-- Material provided follows --

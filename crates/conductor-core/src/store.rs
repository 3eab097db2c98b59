//! WorkflowStateStore - workflow id -> status record.
//!
//! Design:
//! - Single source of truth for workflow lifecycle state.
//! - Counters live under the same lock as the records.
//! - Every entry owns a `watch` channel of its state so paused workflows
//!   can await a change instead of polling.
//! - Bounded history: past `max_history`, the oldest terminal entries
//!   (by `start_time`) are evicted. Running / paused entries never are.

use std::collections::HashMap;
use std::sync::{Mutex, MutexGuard, PoisonError};

use chrono::{DateTime, Utc};
use tokio::sync::watch;
use tracing::debug;

use crate::domain::{WorkflowErrorInfo, WorkflowId, WorkflowState, WorkflowStatus};
use crate::observability::WorkflowCounts;

/// Result of a requested state transition.
#[derive(Debug, Clone, Copy, PartialEq, Eq)]
pub enum Transition {
    Applied,
    /// The current state does not allow it.
    Rejected(WorkflowState),
    NotFound,
}

impl Transition {
    pub fn is_applied(self) -> bool {
        self == Transition::Applied
    }
}

/// Counter snapshot.
#[derive(Debug, Clone, Default, PartialEq)]
pub struct StoreStats {
    pub counts: WorkflowCounts,
    pub error_count: u64,
    pub last_execution_time: Option<DateTime<Utc>>,
    pub evicted: u64,
}

struct Entry {
    status: WorkflowStatus,
    signal: watch::Sender<WorkflowState>,
}

#[derive(Default)]
struct StoreState {
    entries: HashMap<WorkflowId, Entry>,
    error_count: u64,
    last_execution_time: Option<DateTime<Utc>>,
    evicted: u64,
}

impl StoreState {
    fn evict_over(&mut self, max_history: usize) {
        if self.entries.len() <= max_history {
            return;
        }
        let mut terminal: Vec<_> = self
            .entries
            .values()
            .filter(|e| e.status.state.is_terminal())
            .map(|e| (e.status.start_time, e.status.workflow_id))
            .collect();
        terminal.sort();

        let excess = self.entries.len() - max_history;
        for (_, id) in terminal.into_iter().take(excess) {
            self.entries.remove(&id);
            self.evicted += 1;
            debug!(workflow_id = %id, "evicted workflow status");
        }
    }
}

pub struct WorkflowStateStore {
    max_history: usize,
    state: Mutex<StoreState>,
}

impl WorkflowStateStore {
    pub fn new(max_history: usize) -> Self {
        Self {
            max_history: max_history.max(1),
            state: Mutex::new(StoreState::default()),
        }
    }

    fn lock(&self) -> MutexGuard<'_, StoreState> {
        self.state.lock().unwrap_or_else(PoisonError::into_inner)
    }

    pub fn max_history(&self) -> usize {
        self.max_history
    }

    /// Insert a record for a workflow id not seen before.
    ///
    /// Returns `false` and leaves the store untouched when the id is already
    /// present; existing records only change through `transition`,
    /// `set_current_step` and `record_error`.
    pub fn insert_new(&self, status: WorkflowStatus) -> bool {
        let mut guard = self.lock();
        let state = &mut *guard;
        let id = status.workflow_id;
        if state.entries.contains_key(&id) {
            return false;
        }
        if status.state == WorkflowState::Running {
            state.last_execution_time = Some(Utc::now());
        }
        let (signal, _) = watch::channel(status.state);
        state.entries.insert(id, Entry { status, signal });
        state.evict_over(self.max_history);
        true
    }

    pub fn get(&self, id: &WorkflowId) -> Option<WorkflowStatus> {
        self.lock().entries.get(id).map(|e| e.status.clone())
    }

    pub fn state_of(&self, id: &WorkflowId) -> Option<WorkflowState> {
        self.lock().entries.get(id).map(|e| e.status.state)
    }

    /// All records, oldest first.
    pub fn all(&self) -> Vec<WorkflowStatus> {
        let state = self.lock();
        let mut all: Vec<_> = state.entries.values().map(|e| e.status.clone()).collect();
        all.sort_by_key(|s| (s.start_time, s.workflow_id));
        all
    }

    pub fn len(&self) -> usize {
        self.lock().entries.len()
    }

    pub fn is_empty(&self) -> bool {
        self.len() == 0
    }

    pub fn transition(&self, id: &WorkflowId, next: WorkflowState) -> Transition {
        let mut state = self.lock();
        let Some(entry) = state.entries.get_mut(id) else {
            return Transition::NotFound;
        };
        let current = entry.status.state;
        if !entry.status.transition(next) {
            return Transition::Rejected(current);
        }
        entry.signal.send_replace(next);
        if next.is_terminal() {
            state.evict_over(self.max_history);
        }
        Transition::Applied
    }

    pub fn set_current_step(&self, id: &WorkflowId, step: usize) {
        if let Some(entry) = self.lock().entries.get_mut(id) {
            entry.status.set_current_step(step);
        }
    }

    pub fn record_error(&self, id: &WorkflowId, error: WorkflowErrorInfo) {
        let mut state = self.lock();
        if let Some(entry) = state.entries.get_mut(id) {
            entry.status.record_error(error);
            state.error_count += 1;
        }
    }

    /// Receiver that observes every state change of `id`.
    pub fn subscribe(&self, id: &WorkflowId) -> Option<watch::Receiver<WorkflowState>> {
        self.lock().entries.get(id).map(|e| e.signal.subscribe())
    }

    pub fn stats(&self) -> StoreStats {
        let state = self.lock();
        let mut counts = WorkflowCounts::default();
        for entry in state.entries.values() {
            counts.add(entry.status.state);
        }
        StoreStats {
            counts,
            error_count: state.error_count,
            last_execution_time: state.last_execution_time,
            evicted: state.evicted,
        }
    }

    pub fn clear(&self) {
        let mut state = self.lock();
        *state = StoreState::default();
    }
}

-- Material provided concluded --

> [Exercise instructions]: Each line of the records, from the opening one through the line holding "#[derive(Debug, Clone, Default, PartialEq)]", should be restated word for word, with nothing else in the answer.

> [Problem solution]:
filename crates/conductor-core/src/store.rs
repository 3eab097db2c98b59
//! WorkflowStateStore - workflow id -> status record.
//!
//! Design:
//! - Single source of truth for workflow lifecycle state.
//! - Counters live under the same lock as the records.
//! - Every entry owns a `watch` channel of its state so paused workflows
//!   can await a change instead of polling.
//! - Bounded history: past `max_history`, the oldest terminal entries
//!   (by `start_time`) are evicted. Running / paused entries never are.

use std::collections::HashMap;
use std::sync::{Mutex, MutexGuard, PoisonError};

use chrono::{DateTime, Utc};
use tokio::sync::watch;
use tracing::debug;

use crate::domain::{WorkflowErrorInfo, WorkflowId, WorkflowState, WorkflowStatus};
use crate::observability::WorkflowCounts;

/// Result of a requested state transition.
#[derive(Debug, Clone, Copy, PartialEq, Eq)]
pub enum Transition {
    Applied,
    /// The current state does not allow it.
    Rejected(WorkflowState),
    NotFound,
}

impl Transition {
    pub fn is_applied(self) -> bool {
        self == Transition::Applied
    }
}

/// Counter snapshot.
#[derive(Debug, Clone, Default, PartialEq)]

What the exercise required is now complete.